Records for the exercise —

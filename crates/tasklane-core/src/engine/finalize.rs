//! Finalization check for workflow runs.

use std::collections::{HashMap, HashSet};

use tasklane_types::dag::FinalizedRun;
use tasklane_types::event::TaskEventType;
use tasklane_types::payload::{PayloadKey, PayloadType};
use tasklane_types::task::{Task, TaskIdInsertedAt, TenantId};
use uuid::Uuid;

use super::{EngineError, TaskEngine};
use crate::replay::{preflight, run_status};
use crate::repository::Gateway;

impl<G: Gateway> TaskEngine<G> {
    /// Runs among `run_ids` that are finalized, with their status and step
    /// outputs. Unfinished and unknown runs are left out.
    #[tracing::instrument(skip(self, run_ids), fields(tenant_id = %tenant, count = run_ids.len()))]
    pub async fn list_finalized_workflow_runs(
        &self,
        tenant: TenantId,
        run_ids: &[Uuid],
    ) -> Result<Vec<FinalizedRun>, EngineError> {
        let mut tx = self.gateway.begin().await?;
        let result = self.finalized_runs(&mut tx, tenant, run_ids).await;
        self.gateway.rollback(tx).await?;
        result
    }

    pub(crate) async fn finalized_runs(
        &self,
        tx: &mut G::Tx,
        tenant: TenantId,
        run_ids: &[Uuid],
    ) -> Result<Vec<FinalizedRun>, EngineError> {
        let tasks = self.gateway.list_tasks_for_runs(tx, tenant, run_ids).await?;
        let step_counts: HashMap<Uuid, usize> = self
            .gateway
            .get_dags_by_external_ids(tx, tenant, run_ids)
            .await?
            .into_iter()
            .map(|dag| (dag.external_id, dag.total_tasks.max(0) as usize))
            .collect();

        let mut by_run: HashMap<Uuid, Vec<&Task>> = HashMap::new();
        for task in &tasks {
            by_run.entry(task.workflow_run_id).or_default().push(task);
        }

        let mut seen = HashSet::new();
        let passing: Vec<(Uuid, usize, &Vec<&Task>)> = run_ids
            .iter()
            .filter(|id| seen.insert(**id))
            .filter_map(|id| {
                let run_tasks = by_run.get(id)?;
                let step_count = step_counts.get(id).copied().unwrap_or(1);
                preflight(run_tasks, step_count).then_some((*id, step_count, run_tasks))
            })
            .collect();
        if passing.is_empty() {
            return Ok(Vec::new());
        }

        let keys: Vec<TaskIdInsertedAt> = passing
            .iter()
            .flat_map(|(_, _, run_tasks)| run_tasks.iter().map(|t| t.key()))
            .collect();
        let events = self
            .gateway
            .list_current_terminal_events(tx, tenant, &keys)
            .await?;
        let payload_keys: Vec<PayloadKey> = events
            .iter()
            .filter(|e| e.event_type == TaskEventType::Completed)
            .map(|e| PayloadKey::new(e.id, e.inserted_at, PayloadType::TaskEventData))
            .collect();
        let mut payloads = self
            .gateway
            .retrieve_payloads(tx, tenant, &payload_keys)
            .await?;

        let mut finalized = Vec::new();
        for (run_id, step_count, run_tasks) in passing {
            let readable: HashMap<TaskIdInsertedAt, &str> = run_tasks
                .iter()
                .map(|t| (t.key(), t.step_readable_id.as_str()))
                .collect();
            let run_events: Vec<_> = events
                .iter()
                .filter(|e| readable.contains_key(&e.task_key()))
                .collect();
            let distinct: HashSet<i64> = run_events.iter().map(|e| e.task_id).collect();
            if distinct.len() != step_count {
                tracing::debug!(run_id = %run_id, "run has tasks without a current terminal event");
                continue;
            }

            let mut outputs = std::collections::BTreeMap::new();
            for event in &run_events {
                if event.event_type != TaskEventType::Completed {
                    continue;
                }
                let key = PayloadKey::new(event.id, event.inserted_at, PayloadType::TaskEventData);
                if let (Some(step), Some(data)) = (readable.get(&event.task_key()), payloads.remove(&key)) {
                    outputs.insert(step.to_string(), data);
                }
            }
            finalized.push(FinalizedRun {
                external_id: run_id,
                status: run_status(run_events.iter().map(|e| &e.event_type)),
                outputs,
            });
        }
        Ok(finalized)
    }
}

What to work on — When you reach the end of the records, set them all down again exactly.

Reply to the task —
filename crates/tasklane-core/src/engine/finalize.rs
//! Finalization check for workflow runs.

use std::collections::{HashMap, HashSet};

use tasklane_types::dag::FinalizedRun;
use tasklane_types::event::TaskEventType;
use tasklane_types::payload::{PayloadKey, PayloadType};
use tasklane_types::task::{Task, TaskIdInsertedAt, TenantId};
use uuid::Uuid;

use super::{EngineError, TaskEngine};
use crate::replay::{preflight, run_status};
use crate::repository::Gateway;

impl<G: Gateway> TaskEngine<G> {
    /// Runs among `run_ids` that are finalized, with their status and step
    /// outputs. Unfinished and unknown runs are left out.
    #[tracing::instrument(skip(self, run_ids), fields(tenant_id = %tenant, count = run_ids.len()))]
    pub async fn list_finalized_workflow_runs(
        &self,
        tenant: TenantId,
        run_ids: &[Uuid],
    ) -> Result<Vec<FinalizedRun>, EngineError> {
        let mut tx = self.gateway.begin().await?;
        let result = self.finalized_runs(&mut tx, tenant, run_ids).await;
        self.gateway.rollback(tx).await?;
        result
    }

    pub(crate) async fn finalized_runs(
        &self,
        tx: &mut G::Tx,
        tenant: TenantId,
        run_ids: &[Uuid],
    ) -> Result<Vec<FinalizedRun>, EngineError> {
        let tasks = self.gateway.list_tasks_for_runs(tx, tenant, run_ids).await?;
        let step_counts: HashMap<Uuid, usize> = self
            .gateway
            .get_dags_by_external_ids(tx, tenant, run_ids)
            .await?
            .into_iter()
            .map(|dag| (dag.external_id, dag.total_tasks.max(0) as usize))
            .collect();

        let mut by_run: HashMap<Uuid, Vec<&Task>> = HashMap::new();
        for task in &tasks {
            by_run.entry(task.workflow_run_id).or_default().push(task);
        }

        let mut seen = HashSet::new();
        let passing: Vec<(Uuid, usize, &Vec<&Task>)> = run_ids
            .iter()
            .filter(|id| seen.insert(**id))
            .filter_map(|id| {
                let run_tasks = by_run.get(id)?;
                let step_count = step_counts.get(id).copied().unwrap_or(1);
                preflight(run_tasks, step_count).then_some((*id, step_count, run_tasks))
            })
            .collect();
        if passing.is_empty() {
            return Ok(Vec::new());
        }

        let keys: Vec<TaskIdInsertedAt> = passing
            .iter()
            .flat_map(|(_, _, run_tasks)| run_tasks.iter().map(|t| t.key()))
            .collect();
        let events = self
            .gateway
            .list_current_terminal_events(tx, tenant, &keys)
            .await?;
        let payload_keys: Vec<PayloadKey> = events
            .iter()
            .filter(|e| e.event_type == TaskEventType::Completed)
            .map(|e| PayloadKey::new(e.id, e.inserted_at, PayloadType::TaskEventData))
            .collect();
        let mut payloads = self
            .gateway
            .retrieve_payloads(tx, tenant, &payload_keys)
            .await?;

        let mut finalized = Vec::new();
        for (run_id, step_count, run_tasks) in passing {
            let readable: HashMap<TaskIdInsertedAt, &str> = run_tasks
                .iter()
                .map(|t| (t.key(), t.step_readable_id.as_str()))
                .collect();
            let run_events: Vec<_> = events
                .iter()
                .filter(|e| readable.contains_key(&e.task_key()))
                .collect();
            let distinct: HashSet<i64> = run_events.iter().map(|e| e.task_id).collect();
            if distinct.len() != step_count {
                tracing::debug!(run_id = %run_id, "run has tasks without a current terminal event");
                continue;
            }

            let mut outputs = std::collections::BTreeMap::new();
            for event in &run_events {
                if event.event_type != TaskEventType::Completed {
                    continue;
                }
                let key = PayloadKey::new(event.id, event.inserted_at, PayloadType::TaskEventData);
                if let (Some(step), Some(data)) = (readable.get(&event.task_key()), payloads.remove(&key)) {
                    outputs.insert(step.to_string(), data);
                }
            }
            finalized.push(FinalizedRun {
                external_id: run_id,
                status: run_status(run_events.iter().map(|e| &e.event_type)),
                outputs,
            });
        }
        Ok(finalized)
    }
}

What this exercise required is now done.